A smaller section of undeveloped White Point Park would be used for the construction of military housing under a compromise offered by Air Force officials.
James F. Boatright, a deputy assistant secretary of the Air Force, proposed in a letter to Los Angeles City Councilwoman Joan Milke Flores that a portion of the 170 housing units be built at White Point, while the remainder be built at 12 1/2-acre Bogdonovich Park across the street.
The letter did not specify how many housing units the Air Force would build at White Point if Bogdonovich Park is used. Nor did it state how much land at White Point would be needed if the smaller city-owned park is taken. The Air Force had planned to use 50 of White Point's 150 acres.
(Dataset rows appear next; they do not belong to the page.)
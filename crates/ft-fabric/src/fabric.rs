//! In-memory fat-tree inventory.
//!
//! # Layout
//!
//! Each layer is a `Vec` of nodes; each node is a `Vec<DeviceState>` whose
//! index 0 is the loopback.  Link devices are numbered in the order the
//! links of a fat-tree are wired:
//!
//! ```text
//! host : [lo, uplink-to-ToR]
//! ToR  : [lo, host links (hosts_per_tor) .., aggr links (aggr_per_pod) ..]
//! aggr : [lo, ToR links (tor_per_pod) .., core links (core_per_group) ..]
//! core : [lo, one aggr link per pod ..]
//! ```
//!
//! # Host addressing
//!
//! Host `(pod, tor, slot)` gets `10.<pod>.<tor>.<4·slot + 1>`: every
//! host–ToR link is its own /30 inside the ToR's `10.pod.tor.0` block.  The
//! second and third octets therefore identify the pod and the rack, which is
//! all locality classification relies on.  Racks with more than 63 hosts
//! overflow into the next third-octet value, as consecutive /30 allocation
//! would.

use std::net::Ipv4Addr;

use ft_core::{DeviceIndex, FatTreeDims, HostIndex, Layer, NodeIndex};

use crate::traits::{AddressBook, DeviceCounters, DeviceRef, FabricInventory, QueueControl};
use crate::{FabricError, FabricResult};

/// Counters and configuration of one device.
#[derive(Copy, Clone, Debug, Default, PartialEq, Eq)]
pub struct DeviceState {
    /// Bytes accepted into the outbound queue since the last reset.
    pub received_bytes: u64,
    /// Bytes dropped at the outbound queue since the last reset.
    pub dropped_bytes:  u64,
    /// Outbound queue capacity in packets.
    pub queue_capacity: u32,
}

/// Fat-tree inventory with per-device counters.
///
/// Do not construct directly; use [`FabricBuilder`].
pub struct StaticFabric {
    dims:       FatTreeDims,
    /// Indexed by `Layer::index()`, then node, then device.
    layers:     [Vec<Vec<DeviceState>>; 4],
    host_addrs: Vec<Ipv4Addr>,
}

impl StaticFabric {
    pub fn dims(&self) -> &FatTreeDims {
        &self.dims
    }

    /// The device a host uses to reach its ToR.
    pub fn host_uplink(&self, host: HostIndex) -> DeviceRef {
        DeviceRef::new(Layer::Host, NodeIndex(host.0), DeviceIndex(1))
    }

    #[inline]
    pub fn device(&self, dev: DeviceRef) -> &DeviceState {
        &self.layers[dev.layer.index()][dev.node.index()][dev.device.index()]
    }

    #[inline]
    pub fn device_mut(&mut self, dev: DeviceRef) -> &mut DeviceState {
        &mut self.layers[dev.layer.index()][dev.node.index()][dev.device.index()]
    }
}

impl FabricInventory for StaticFabric {
    fn node_count(&self, layer: Layer) -> usize {
        self.layers[layer.index()].len()
    }

    fn device_count(&self, layer: Layer, node: NodeIndex) -> usize {
        self.layers[layer.index()][node.index()].len()
    }
}

impl DeviceCounters for StaticFabric {
    fn received_bytes(&self, dev: DeviceRef) -> u64 {
        self.device(dev).received_bytes
    }

    fn dropped_bytes(&self, dev: DeviceRef) -> u64 {
        self.device(dev).dropped_bytes
    }

    fn reset_counters(&mut self, dev: DeviceRef) {
        let d = self.device_mut(dev);
        d.received_bytes = 0;
        d.dropped_bytes = 0;
    }

    fn record_received(&mut self, dev: DeviceRef, bytes: u64) {
        let d = self.device_mut(dev);
        d.received_bytes = d.received_bytes.saturating_add(bytes);
    }

    fn record_dropped(&mut self, dev: DeviceRef, bytes: u64) {
        let d = self.device_mut(dev);
        d.dropped_bytes = d.dropped_bytes.saturating_add(bytes);
    }
}

impl QueueControl for StaticFabric {
    fn queue_capacity(&self, dev: DeviceRef) -> u32 {
        self.device(dev).queue_capacity
    }

    fn set_queue_capacity(&mut self, dev: DeviceRef, packets: u32) {
        self.device_mut(dev).queue_capacity = packets;
    }
}

impl AddressBook for StaticFabric {
    fn local_address(&self, host: HostIndex) -> FabricResult<Ipv4Addr> {
        self.host_addrs
            .get(host.index())
            .copied()
            .ok_or(FabricError::UnknownHost { host, total: self.dims.total_host() })
    }
}

// ── FabricBuilder ─────────────────────────────────────────────────────────────

/// Builds a [`StaticFabric`] from radix-derived dimensions.
pub struct FabricBuilder {
    dims:           FatTreeDims,
    queue_capacity: u32,
}

impl FabricBuilder {
    pub fn new(dims: FatTreeDims) -> Self {
        Self { dims, queue_capacity: 100 }
    }

    /// Default outbound queue capacity of every device, in packets.
    pub fn queue_capacity(mut self, packets: u32) -> Self {
        self.queue_capacity = packets;
        self
    }

    pub fn build(self) -> StaticFabric {
        let dims = self.dims;
        let blank = DeviceState { queue_capacity: self.queue_capacity, ..DeviceState::default() };
        let layers = Layer::ALL.map(|layer| {
            // +1 for the loopback
            let devices = dims.devices_per_node(layer) + 1;
            vec![vec![blank; devices]; dims.node_count(layer)]
        });

        let host_addrs = (0..dims.total_host())
            .map(|h| host_address(&dims, HostIndex(h)))
            .collect();

        StaticFabric { dims, layers, host_addrs }
    }
}

fn host_address(dims: &FatTreeDims, host: HostIndex) -> Ipv4Addr {
    let (pod, tor, slot) = dims.host_position(host);
    let base = (10u32 << 24) | (pod << 16) | (tor << 8);
    Ipv4Addr::from(base + 4 * slot + 1)
}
Boatright's letter was written about two weeks after military and city officials met to discuss the Air Force's controversial plan to build housing at White Point. The area once housed a Nike missile site, but was given to the city under a deed stating that the federal government could reclaim it in the national interest. The Air Force has said the need for housing falls into that category.
The plan met with protests by local homeowner groups and environmentalists. Both groups contend that the military housing would not only destroy one of the last remaining open spaces along the coastline, but also jeopardize plans to develop the area into a state park.
A spokesman for Flores, who represents the San Pedro area, said the councilwoman would not comment on the proposal until she discusses it with homeowners and environmentalists.